- Data supplied -

+++++

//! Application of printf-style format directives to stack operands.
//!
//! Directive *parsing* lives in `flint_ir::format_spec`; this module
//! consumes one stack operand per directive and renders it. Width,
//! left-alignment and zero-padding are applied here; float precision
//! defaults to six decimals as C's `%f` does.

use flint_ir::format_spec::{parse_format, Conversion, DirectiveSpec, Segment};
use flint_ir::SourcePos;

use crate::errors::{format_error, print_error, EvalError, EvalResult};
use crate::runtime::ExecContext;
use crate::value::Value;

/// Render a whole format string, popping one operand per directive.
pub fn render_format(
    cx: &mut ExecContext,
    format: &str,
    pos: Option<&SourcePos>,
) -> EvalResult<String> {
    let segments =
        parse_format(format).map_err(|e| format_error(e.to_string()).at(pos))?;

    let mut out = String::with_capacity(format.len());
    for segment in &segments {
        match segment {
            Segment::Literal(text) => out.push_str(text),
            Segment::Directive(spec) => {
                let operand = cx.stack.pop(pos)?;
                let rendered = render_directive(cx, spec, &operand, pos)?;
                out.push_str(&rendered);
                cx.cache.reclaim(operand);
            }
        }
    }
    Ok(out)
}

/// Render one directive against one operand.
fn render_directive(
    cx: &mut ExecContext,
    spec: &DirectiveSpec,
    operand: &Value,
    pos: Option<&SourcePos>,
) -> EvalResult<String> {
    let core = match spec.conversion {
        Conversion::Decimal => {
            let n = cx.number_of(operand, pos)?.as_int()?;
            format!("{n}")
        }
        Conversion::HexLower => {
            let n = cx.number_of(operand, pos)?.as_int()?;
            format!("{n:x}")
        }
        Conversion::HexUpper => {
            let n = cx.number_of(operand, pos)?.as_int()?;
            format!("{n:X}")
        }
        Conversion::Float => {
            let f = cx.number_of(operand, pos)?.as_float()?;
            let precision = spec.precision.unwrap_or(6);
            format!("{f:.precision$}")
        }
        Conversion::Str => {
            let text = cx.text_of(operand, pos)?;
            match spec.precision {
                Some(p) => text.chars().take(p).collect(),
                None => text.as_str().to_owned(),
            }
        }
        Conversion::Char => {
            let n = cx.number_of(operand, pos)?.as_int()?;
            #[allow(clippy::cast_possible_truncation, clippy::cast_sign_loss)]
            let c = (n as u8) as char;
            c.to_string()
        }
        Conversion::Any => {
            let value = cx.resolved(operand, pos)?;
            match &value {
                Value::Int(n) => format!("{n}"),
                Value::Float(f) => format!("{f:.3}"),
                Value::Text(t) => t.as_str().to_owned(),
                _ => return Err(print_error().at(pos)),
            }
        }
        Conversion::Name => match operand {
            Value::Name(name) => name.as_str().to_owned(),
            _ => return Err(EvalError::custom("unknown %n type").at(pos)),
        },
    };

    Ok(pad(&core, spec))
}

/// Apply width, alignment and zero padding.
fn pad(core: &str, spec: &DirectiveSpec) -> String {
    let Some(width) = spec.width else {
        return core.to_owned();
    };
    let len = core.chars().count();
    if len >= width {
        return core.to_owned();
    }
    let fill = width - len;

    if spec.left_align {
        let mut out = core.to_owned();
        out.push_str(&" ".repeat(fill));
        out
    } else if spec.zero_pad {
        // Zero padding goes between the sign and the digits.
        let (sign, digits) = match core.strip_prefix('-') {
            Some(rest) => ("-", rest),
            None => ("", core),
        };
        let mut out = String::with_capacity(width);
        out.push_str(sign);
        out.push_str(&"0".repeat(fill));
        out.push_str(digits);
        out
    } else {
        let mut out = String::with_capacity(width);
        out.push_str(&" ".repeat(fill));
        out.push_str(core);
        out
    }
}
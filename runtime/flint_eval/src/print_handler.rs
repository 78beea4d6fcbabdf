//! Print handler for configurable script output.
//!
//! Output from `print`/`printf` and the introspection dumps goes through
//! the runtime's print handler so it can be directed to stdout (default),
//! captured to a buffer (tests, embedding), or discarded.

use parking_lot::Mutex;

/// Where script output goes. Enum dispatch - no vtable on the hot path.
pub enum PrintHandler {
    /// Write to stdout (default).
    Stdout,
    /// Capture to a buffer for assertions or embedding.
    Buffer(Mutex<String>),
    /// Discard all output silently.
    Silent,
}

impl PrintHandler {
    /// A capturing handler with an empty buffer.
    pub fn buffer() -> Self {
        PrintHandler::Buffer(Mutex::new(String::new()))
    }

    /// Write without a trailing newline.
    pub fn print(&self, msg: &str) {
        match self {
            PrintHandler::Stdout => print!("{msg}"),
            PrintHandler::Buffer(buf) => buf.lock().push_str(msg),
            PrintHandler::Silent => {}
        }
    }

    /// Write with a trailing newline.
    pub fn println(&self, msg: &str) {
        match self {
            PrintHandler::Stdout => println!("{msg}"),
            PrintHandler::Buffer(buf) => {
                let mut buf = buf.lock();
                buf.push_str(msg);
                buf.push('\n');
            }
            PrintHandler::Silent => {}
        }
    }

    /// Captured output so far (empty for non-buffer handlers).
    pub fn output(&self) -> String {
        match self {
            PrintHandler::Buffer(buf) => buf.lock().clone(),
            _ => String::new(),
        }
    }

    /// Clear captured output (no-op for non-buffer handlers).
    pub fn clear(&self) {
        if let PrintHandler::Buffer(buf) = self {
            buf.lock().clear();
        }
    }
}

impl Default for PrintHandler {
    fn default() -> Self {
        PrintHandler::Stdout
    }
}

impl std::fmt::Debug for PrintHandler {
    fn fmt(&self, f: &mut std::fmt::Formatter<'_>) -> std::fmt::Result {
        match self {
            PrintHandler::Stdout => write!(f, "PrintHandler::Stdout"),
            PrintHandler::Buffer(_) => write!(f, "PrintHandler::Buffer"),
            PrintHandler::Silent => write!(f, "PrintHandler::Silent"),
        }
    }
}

+++++

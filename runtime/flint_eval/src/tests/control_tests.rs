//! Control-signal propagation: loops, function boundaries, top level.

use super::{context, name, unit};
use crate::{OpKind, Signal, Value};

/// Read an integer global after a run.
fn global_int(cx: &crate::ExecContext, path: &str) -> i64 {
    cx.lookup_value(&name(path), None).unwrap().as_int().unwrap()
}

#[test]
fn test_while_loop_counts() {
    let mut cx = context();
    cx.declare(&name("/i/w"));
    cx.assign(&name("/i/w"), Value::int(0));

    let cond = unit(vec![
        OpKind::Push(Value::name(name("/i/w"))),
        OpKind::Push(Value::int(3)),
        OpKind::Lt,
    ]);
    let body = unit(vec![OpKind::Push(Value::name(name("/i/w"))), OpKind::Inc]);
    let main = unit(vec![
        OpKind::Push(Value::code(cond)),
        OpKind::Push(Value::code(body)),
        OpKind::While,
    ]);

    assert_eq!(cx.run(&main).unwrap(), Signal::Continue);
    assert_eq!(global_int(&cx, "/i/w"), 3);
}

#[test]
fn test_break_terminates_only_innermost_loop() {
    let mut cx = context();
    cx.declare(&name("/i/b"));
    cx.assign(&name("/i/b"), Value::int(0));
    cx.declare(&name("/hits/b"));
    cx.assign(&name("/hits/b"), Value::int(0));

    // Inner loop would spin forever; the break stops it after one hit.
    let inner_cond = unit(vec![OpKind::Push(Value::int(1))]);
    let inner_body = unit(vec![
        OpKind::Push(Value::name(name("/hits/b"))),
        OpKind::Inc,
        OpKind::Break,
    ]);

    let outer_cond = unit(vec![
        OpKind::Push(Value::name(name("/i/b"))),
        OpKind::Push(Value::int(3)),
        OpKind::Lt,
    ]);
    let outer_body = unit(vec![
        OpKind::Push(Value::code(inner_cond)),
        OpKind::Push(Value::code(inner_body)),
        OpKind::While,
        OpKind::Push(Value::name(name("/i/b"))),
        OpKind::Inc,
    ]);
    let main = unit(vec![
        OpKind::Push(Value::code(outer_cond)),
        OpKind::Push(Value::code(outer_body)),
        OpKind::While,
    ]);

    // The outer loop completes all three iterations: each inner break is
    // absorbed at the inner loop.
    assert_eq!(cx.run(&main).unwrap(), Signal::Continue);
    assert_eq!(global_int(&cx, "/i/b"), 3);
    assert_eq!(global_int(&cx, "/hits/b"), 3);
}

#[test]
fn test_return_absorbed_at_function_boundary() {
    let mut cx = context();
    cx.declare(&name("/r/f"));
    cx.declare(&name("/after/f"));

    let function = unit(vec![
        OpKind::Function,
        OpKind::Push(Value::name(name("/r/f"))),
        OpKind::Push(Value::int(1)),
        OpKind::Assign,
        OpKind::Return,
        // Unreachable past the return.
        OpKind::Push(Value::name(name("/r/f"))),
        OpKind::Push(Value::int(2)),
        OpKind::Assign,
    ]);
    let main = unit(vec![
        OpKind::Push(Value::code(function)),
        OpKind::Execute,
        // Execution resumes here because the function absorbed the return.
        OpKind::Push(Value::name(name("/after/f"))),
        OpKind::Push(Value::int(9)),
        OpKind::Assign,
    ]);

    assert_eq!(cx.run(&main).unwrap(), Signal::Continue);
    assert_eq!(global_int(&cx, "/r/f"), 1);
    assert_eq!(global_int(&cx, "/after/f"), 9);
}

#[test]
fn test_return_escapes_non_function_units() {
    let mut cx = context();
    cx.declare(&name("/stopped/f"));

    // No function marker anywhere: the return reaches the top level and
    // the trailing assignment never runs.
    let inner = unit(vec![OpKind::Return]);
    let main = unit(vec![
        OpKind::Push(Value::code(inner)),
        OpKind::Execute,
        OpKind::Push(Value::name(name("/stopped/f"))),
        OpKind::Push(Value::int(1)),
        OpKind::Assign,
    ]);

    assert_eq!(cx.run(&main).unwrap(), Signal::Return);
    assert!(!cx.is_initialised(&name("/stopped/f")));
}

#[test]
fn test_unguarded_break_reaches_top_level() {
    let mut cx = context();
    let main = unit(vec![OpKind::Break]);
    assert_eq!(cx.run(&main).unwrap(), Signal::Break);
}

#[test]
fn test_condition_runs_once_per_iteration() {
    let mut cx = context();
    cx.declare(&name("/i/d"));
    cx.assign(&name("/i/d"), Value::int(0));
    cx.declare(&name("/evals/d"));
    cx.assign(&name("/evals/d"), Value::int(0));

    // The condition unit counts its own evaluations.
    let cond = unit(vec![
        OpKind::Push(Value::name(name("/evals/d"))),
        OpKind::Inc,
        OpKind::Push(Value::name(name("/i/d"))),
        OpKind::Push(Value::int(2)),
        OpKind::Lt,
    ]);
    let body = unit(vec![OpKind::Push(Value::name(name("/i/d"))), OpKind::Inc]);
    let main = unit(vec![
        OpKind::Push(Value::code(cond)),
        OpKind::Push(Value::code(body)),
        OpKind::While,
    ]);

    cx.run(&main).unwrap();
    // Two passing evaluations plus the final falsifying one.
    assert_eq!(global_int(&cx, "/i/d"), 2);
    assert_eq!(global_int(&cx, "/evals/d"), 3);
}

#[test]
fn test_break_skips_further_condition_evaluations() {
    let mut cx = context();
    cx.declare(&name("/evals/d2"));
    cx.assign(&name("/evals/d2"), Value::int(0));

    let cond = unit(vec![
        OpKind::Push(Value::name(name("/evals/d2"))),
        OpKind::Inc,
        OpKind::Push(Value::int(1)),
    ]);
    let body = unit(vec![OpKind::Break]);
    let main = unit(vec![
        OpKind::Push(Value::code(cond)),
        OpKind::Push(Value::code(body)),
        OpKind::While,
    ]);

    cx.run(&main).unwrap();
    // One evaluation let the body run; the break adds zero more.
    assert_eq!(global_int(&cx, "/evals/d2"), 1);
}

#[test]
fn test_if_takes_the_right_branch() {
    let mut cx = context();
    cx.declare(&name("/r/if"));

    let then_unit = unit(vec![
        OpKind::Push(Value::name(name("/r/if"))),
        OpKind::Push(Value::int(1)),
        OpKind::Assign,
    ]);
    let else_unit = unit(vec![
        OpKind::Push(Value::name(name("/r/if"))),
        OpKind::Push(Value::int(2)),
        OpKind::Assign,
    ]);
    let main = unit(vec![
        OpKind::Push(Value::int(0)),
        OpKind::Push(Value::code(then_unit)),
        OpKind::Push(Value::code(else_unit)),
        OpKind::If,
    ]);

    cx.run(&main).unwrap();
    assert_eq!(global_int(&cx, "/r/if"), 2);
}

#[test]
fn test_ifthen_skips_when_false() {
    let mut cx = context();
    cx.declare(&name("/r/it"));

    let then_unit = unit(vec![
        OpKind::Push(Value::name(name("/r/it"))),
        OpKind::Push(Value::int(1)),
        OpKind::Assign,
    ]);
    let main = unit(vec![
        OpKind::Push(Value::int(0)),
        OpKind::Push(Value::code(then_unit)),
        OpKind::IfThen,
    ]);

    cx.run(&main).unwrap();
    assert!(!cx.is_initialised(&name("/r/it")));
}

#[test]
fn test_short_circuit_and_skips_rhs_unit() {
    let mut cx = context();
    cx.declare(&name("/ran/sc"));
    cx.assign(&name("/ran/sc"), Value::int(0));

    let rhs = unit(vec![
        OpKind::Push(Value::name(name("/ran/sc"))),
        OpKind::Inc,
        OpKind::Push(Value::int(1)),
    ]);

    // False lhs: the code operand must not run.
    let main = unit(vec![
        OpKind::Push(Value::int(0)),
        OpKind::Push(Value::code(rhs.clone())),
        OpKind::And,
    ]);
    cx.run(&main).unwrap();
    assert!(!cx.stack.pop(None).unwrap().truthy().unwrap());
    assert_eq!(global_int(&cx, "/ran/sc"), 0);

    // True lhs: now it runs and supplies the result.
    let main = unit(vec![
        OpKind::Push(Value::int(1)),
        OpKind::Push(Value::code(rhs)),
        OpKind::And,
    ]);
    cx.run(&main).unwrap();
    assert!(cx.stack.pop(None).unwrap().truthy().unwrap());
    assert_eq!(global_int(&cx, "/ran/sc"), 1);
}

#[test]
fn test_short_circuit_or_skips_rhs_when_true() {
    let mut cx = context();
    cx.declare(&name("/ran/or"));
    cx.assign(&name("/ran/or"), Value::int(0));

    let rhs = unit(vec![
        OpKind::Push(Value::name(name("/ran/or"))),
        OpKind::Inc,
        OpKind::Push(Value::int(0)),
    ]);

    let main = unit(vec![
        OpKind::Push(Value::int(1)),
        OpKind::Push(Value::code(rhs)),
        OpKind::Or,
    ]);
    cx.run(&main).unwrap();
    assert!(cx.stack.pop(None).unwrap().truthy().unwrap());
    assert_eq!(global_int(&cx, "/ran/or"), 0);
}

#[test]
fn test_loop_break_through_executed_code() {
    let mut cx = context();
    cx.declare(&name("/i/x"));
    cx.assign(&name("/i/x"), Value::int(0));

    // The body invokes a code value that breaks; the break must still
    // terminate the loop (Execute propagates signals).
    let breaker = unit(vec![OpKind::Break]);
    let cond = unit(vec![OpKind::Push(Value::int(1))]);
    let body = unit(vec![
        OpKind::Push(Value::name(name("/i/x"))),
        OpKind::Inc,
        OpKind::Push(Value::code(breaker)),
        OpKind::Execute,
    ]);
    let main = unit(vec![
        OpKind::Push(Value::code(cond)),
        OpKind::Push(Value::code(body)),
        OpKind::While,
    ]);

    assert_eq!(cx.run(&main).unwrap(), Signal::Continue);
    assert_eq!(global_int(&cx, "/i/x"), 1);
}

+++++

- Requirement -
Copy out each line of the data above, exactly, if it lies between the line holding "to stack operands." and the line holding "let precision = spec.precision.unwrap_or(6);", inclusive; copy no other line.

- Exercise output -
//! Application of printf-style format directives to stack operands.
//!
//! Directive *parsing* lives in `flint_ir::format_spec`; this module
//! consumes one stack operand per directive and renders it. Width,
//! left-alignment and zero-padding are applied here; float precision
//! defaults to six decimals as C's `%f` does.

use flint_ir::format_spec::{parse_format, Conversion, DirectiveSpec, Segment};
use flint_ir::SourcePos;

use crate::errors::{format_error, print_error, EvalError, EvalResult};
use crate::runtime::ExecContext;
use crate::value::Value;

/// Render a whole format string, popping one operand per directive.
pub fn render_format(
    cx: &mut ExecContext,
    format: &str,
    pos: Option<&SourcePos>,
) -> EvalResult<String> {
    let segments =
        parse_format(format).map_err(|e| format_error(e.to_string()).at(pos))?;

    let mut out = String::with_capacity(format.len());
    for segment in &segments {
        match segment {
            Segment::Literal(text) => out.push_str(text),
            Segment::Directive(spec) => {
                let operand = cx.stack.pop(pos)?;
                let rendered = render_directive(cx, spec, &operand, pos)?;
                out.push_str(&rendered);
                cx.cache.reclaim(operand);
            }
        }
    }
    Ok(out)
}

/// Render one directive against one operand.
fn render_directive(
    cx: &mut ExecContext,
    spec: &DirectiveSpec,
    operand: &Value,
    pos: Option<&SourcePos>,
) -> EvalResult<String> {
    let core = match spec.conversion {
        Conversion::Decimal => {
            let n = cx.number_of(operand, pos)?.as_int()?;
            format!("{n}")
        }
        Conversion::HexLower => {
            let n = cx.number_of(operand, pos)?.as_int()?;
            format!("{n:x}")
        }
        Conversion::HexUpper => {
            let n = cx.number_of(operand, pos)?.as_int()?;
            format!("{n:X}")
        }
        Conversion::Float => {
            let f = cx.number_of(operand, pos)?.as_float()?;
            let precision = spec.precision.unwrap_or(6);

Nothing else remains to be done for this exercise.